### Extracted data
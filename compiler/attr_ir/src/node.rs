//! Attribute nodes.
//!
//! An [`Attr`] is an immutable, reference-counted node. Cloning an `Attr`
//! shares the node; [`Attr::same_as`] tests identity. There is no interior
//! mutability anywhere in the tree, so a constructed tree is finite and
//! acyclic and can be read from any number of threads.

use std::fmt;
use std::sync::Arc;

use rustc_hash::FxHashMap;

use crate::{AttrObject, DataType, TypeIndex};

/// A shared, immutable attribute node.
#[derive(Clone)]
pub struct Attr(Arc<AttrKind>);

/// Every node variant.
///
/// The built-in variants are a closed set with fixed `TypeIndex` values.
/// `Object` carries user-defined kinds that describe themselves through
/// [`AttrObject`].
#[derive(Debug)]
pub enum AttrKind {
    // Leaves
    IntImm(IntImm),
    FloatImm(FloatImm),
    StringImm(StringImm),

    // Containers
    Array(Vec<Attr>),
    StrMap(StrMap),

    // Symbols
    Var(Var),
    /// A variable known to be non-negative; compares as `Var`.
    SizeVar(Var),

    // Arithmetic
    Add(BinaryExpr),
    Sub(BinaryExpr),
    Mul(BinaryExpr),
    Div(BinaryExpr),
    Mod(BinaryExpr),
    FloorDiv(BinaryExpr),
    FloorMod(BinaryExpr),
    Min(BinaryExpr),
    Max(BinaryExpr),

    // Comparison and logic
    Ge(BinaryExpr),
    Gt(BinaryExpr),
    Lt(BinaryExpr),
    Le(BinaryExpr),
    Eq(BinaryExpr),
    Ne(BinaryExpr),
    And(BinaryExpr),
    Or(BinaryExpr),
    Not(NotExpr),

    // Other expressions
    Cast(CastExpr),
    Call(CallExpr),
    Select(SelectExpr),

    /// User-defined kind.
    Object(Box<dyn AttrObject>),
}

/// Integer (or boolean) immediate.
#[derive(Copy, Clone, Debug)]
pub struct IntImm {
    pub dtype: DataType,
    pub value: i64,
}

/// Floating point immediate.
#[derive(Copy, Clone, Debug)]
pub struct FloatImm {
    pub dtype: DataType,
    pub value: f64,
}

#[derive(Clone, Debug)]
pub struct StringImm {
    pub value: String,
}

/// Symbolic variable, identified by name and data type.
#[derive(Clone, Debug)]
pub struct Var {
    pub name: String,
    pub dtype: DataType,
}

/// Operands of a binary operator, in source order.
#[derive(Clone, Debug)]
pub struct BinaryExpr {
    pub a: Attr,
    pub b: Attr,
}

#[derive(Clone, Debug)]
pub struct NotExpr {
    pub a: Attr,
}

#[derive(Clone, Debug)]
pub struct CastExpr {
    /// Target type.
    pub dtype: DataType,
    pub value: Attr,
}

/// How a `Call` is resolved.
#[derive(Copy, Clone, Debug, Eq, PartialEq, Hash)]
#[cfg_attr(feature = "cache", derive(serde::Serialize, serde::Deserialize))]
#[repr(u8)]
pub enum CallType {
    /// Extern function with possible side effects.
    Extern = 0,
    /// Extern function without side effects.
    PureExtern = 1,
    /// Compiler intrinsic with possible side effects.
    Intrinsic = 2,
    /// Compiler intrinsic without side effects.
    PureIntrinsic = 3,
}

/// Call of a named function. `dtype` and `call_type` are the call metadata.
#[derive(Clone, Debug)]
pub struct CallExpr {
    pub dtype: DataType,
    pub name: String,
    pub args: Vec<Attr>,
    pub call_type: CallType,
}

#[derive(Clone, Debug)]
pub struct SelectExpr {
    pub condition: Attr,
    pub true_value: Attr,
    pub false_value: Attr,
}

/// String-keyed map of attributes.
///
/// Keys are unique. Iteration order is unspecified and must not be relied on.
#[derive(Clone, Debug, Default)]
pub struct StrMap {
    entries: FxHashMap<String, Attr>,
}

impl StrMap {
    pub fn new() -> Self {
        Self::default()
    }

    /// Insert an entry, replacing any previous value for `key`.
    pub fn insert(&mut self, key: impl Into<String>, value: Attr) -> Option<Attr> {
        self.entries.insert(key.into(), value)
    }

    pub fn get(&self, key: &str) -> Option<&Attr> {
        self.entries.get(key)
    }

    pub fn contains_key(&self, key: &str) -> bool {
        self.entries.contains_key(key)
    }

    pub fn len(&self) -> usize {
        self.entries.len()
    }

    pub fn is_empty(&self) -> bool {
        self.entries.is_empty()
    }

    pub fn iter(&self) -> impl Iterator<Item = (&str, &Attr)> {
        self.entries.iter().map(|(k, v)| (k.as_str(), v))
    }

    pub fn keys(&self) -> impl Iterator<Item = &str> {
        self.entries.keys().map(String::as_str)
    }
}

impl<K: Into<String>> FromIterator<(K, Attr)> for StrMap {
    fn from_iter<I: IntoIterator<Item = (K, Attr)>>(iter: I) -> Self {
        let mut map = StrMap::new();
        for (key, value) in iter {
            map.insert(key, value);
        }
        map
    }
}

impl Attr {
    /// Wrap a variant into a shared node.
    #[inline]
    pub fn new(kind: AttrKind) -> Self {
        Attr(Arc::new(kind))
    }

    #[inline]
    pub fn kind(&self) -> &AttrKind {
        &self.0
    }

    /// Identity comparison: do both handles point at the same node?
    #[inline]
    pub fn same_as(&self, other: &Attr) -> bool {
        Arc::ptr_eq(&self.0, &other.0)
    }

    /// Address of the shared node, stable for the node's lifetime.
    #[inline]
    pub fn addr(&self) -> usize {
        Arc::as_ptr(&self.0).cast::<()>() as usize
    }

    /// Runtime type index of this node.
    pub fn type_index(&self) -> TypeIndex {
        match self.kind() {
            AttrKind::IntImm(_) => TypeIndex::INT_IMM,
            AttrKind::FloatImm(_) => TypeIndex::FLOAT_IMM,
            AttrKind::StringImm(_) => TypeIndex::STRING_IMM,
            AttrKind::Array(_) => TypeIndex::ARRAY,
            AttrKind::StrMap(_) => TypeIndex::STR_MAP,
            AttrKind::Var(_) => TypeIndex::VAR,
            AttrKind::SizeVar(_) => TypeIndex::SIZE_VAR,
            AttrKind::Add(_) => TypeIndex::ADD,
            AttrKind::Sub(_) => TypeIndex::SUB,
            AttrKind::Mul(_) => TypeIndex::MUL,
            AttrKind::Div(_) => TypeIndex::DIV,
            AttrKind::Mod(_) => TypeIndex::MOD,
            AttrKind::FloorDiv(_) => TypeIndex::FLOOR_DIV,
            AttrKind::FloorMod(_) => TypeIndex::FLOOR_MOD,
            AttrKind::Min(_) => TypeIndex::MIN,
            AttrKind::Max(_) => TypeIndex::MAX,
            AttrKind::Ge(_) => TypeIndex::GE,
            AttrKind::Gt(_) => TypeIndex::GT,
            AttrKind::Lt(_) => TypeIndex::LT,
            AttrKind::Le(_) => TypeIndex::LE,
            AttrKind::Eq(_) => TypeIndex::EQ,
            AttrKind::Ne(_) => TypeIndex::NE,
            AttrKind::And(_) => TypeIndex::AND,
            AttrKind::Or(_) => TypeIndex::OR,
            AttrKind::Not(_) => TypeIndex::NOT,
            AttrKind::Cast(_) => TypeIndex::CAST,
            AttrKind::Call(_) => TypeIndex::CALL,
            AttrKind::Select(_) => TypeIndex::SELECT,
            AttrKind::Object(object) => object.type_index(),
        }
    }

    /// Registered key of this node's type (e.g. `"Add"`).
    pub fn type_key(&self) -> &'static str {
        self.type_index().key()
    }

    /// The user-defined object inside an `Object` node.
    pub fn as_object(&self) -> Option<&dyn AttrObject> {
        match self.kind() {
            AttrKind::Object(object) => Some(object.as_ref()),
            _ => None,
        }
    }

    /// Downcast an `Object` node to its concrete type.
    ///
    /// Returns `None` for built-in variants and for objects of another type.
    pub fn downcast_object<T: AttrObject>(&self) -> Option<&T> {
        self.as_object()?.as_any().downcast_ref::<T>()
    }

    // -- Leaves --

    /// 64-bit integer immediate.
    pub fn int(value: i64) -> Self {
        Self::int_imm(DataType::INT64, value)
    }

    pub fn int_imm(dtype: DataType, value: i64) -> Self {
        Attr::new(AttrKind::IntImm(IntImm { dtype, value }))
    }

    /// Boolean immediate, stored as a 1-bit integer.
    pub fn boolean(value: bool) -> Self {
        Self::int_imm(DataType::BOOL, i64::from(value))
    }

    /// 64-bit float immediate.
    pub fn float(value: f64) -> Self {
        Self::float_imm(DataType::FLOAT64, value)
    }

    pub fn float_imm(dtype: DataType, value: f64) -> Self {
        Attr::new(AttrKind::FloatImm(FloatImm { dtype, value }))
    }

    pub fn string(value: impl Into<String>) -> Self {
        Attr::new(AttrKind::StringImm(StringImm {
            value: value.into(),
        }))
    }

    // -- Containers --

    pub fn array(items: impl IntoIterator<Item = Attr>) -> Self {
        Attr::new(AttrKind::Array(items.into_iter().collect()))
    }

    pub fn str_map<K: Into<String>>(entries: impl IntoIterator<Item = (K, Attr)>) -> Self {
        Attr::new(AttrKind::StrMap(entries.into_iter().collect()))
    }

    // -- Symbols --

    /// 32-bit integer variable.
    pub fn var(name: impl Into<String>) -> Self {
        Self::var_typed(name, DataType::INT32)
    }

    pub fn var_typed(name: impl Into<String>, dtype: DataType) -> Self {
        Attr::new(AttrKind::Var(Var {
            name: name.into(),
            dtype,
        }))
    }

    /// 32-bit non-negative size variable.
    pub fn size_var(name: impl Into<String>) -> Self {
        Attr::new(AttrKind::SizeVar(Var {
            name: name.into(),
            dtype: DataType::INT32,
        }))
    }

    // -- Other expressions --

    pub fn not(a: Attr) -> Self {
        Attr::new(AttrKind::Not(NotExpr { a }))
    }

    pub fn cast(dtype: DataType, value: Attr) -> Self {
        Attr::new(AttrKind::Cast(CastExpr { dtype, value }))
    }

    /// Call of an extern function returning `int32`.
    pub fn call(name: impl Into<String>, args: impl IntoIterator<Item = Attr>) -> Self {
        Self::call_with(DataType::INT32, name, args, CallType::Extern)
    }

    pub fn call_with(
        dtype: DataType,
        name: impl Into<String>,
        args: impl IntoIterator<Item = Attr>,
        call_type: CallType,
    ) -> Self {
        Attr::new(AttrKind::Call(CallExpr {
            dtype,
            name: name.into(),
            args: args.into_iter().collect(),
            call_type,
        }))
    }

    pub fn select(condition: Attr, true_value: Attr, false_value: Attr) -> Self {
        Attr::new(AttrKind::Select(SelectExpr {
            condition,
            true_value,
            false_value,
        }))
    }

    /// Wrap a user-defined kind.
    pub fn object(object: impl AttrObject) -> Self {
        debug_assert!(
            !object.type_index().is_builtin(),
            "object {object:?} reports built-in type index `{}`",
            object.type_index().key()
        );
        Attr::new(AttrKind::Object(Box::new(object)))
    }
}

/// Generates one `Attr` constructor per binary operator variant.
macro_rules! binary_constructors {
    ($($name:ident => $variant:ident),* $(,)?) => {
        impl Attr {
            $(
                #[doc = concat!("`", stringify!($variant), "(a, b)` node.")]
                pub fn $name(a: Attr, b: Attr) -> Self {
                    Attr::new(AttrKind::$variant(BinaryExpr { a, b }))
                }
            )*
        }
    };
}

binary_constructors! {
    add => Add,
    sub => Sub,
    mul => Mul,
    div => Div,
    modulo => Mod,
    floor_div => FloorDiv,
    floor_mod => FloorMod,
    min => Min,
    max => Max,
    ge => Ge,
    gt => Gt,
    lt => Lt,
    le => Le,
    eq => Eq,
    ne => Ne,
    and => And,
    or => Or,
}

impl fmt::Debug for Attr {
    fn fmt(&self, f: &mut fmt::Formatter<'_>) -> fmt::Result {
        fmt::Debug::fmt(self.kind(), f)
    }
}

impl From<AttrKind> for Attr {
    fn from(kind: AttrKind) -> Self {
        Attr::new(kind)
    }
}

### Task statement
Across all lines of the data above, count those that contain the word "FloorMod", giving the number without further comment.

### Output below
3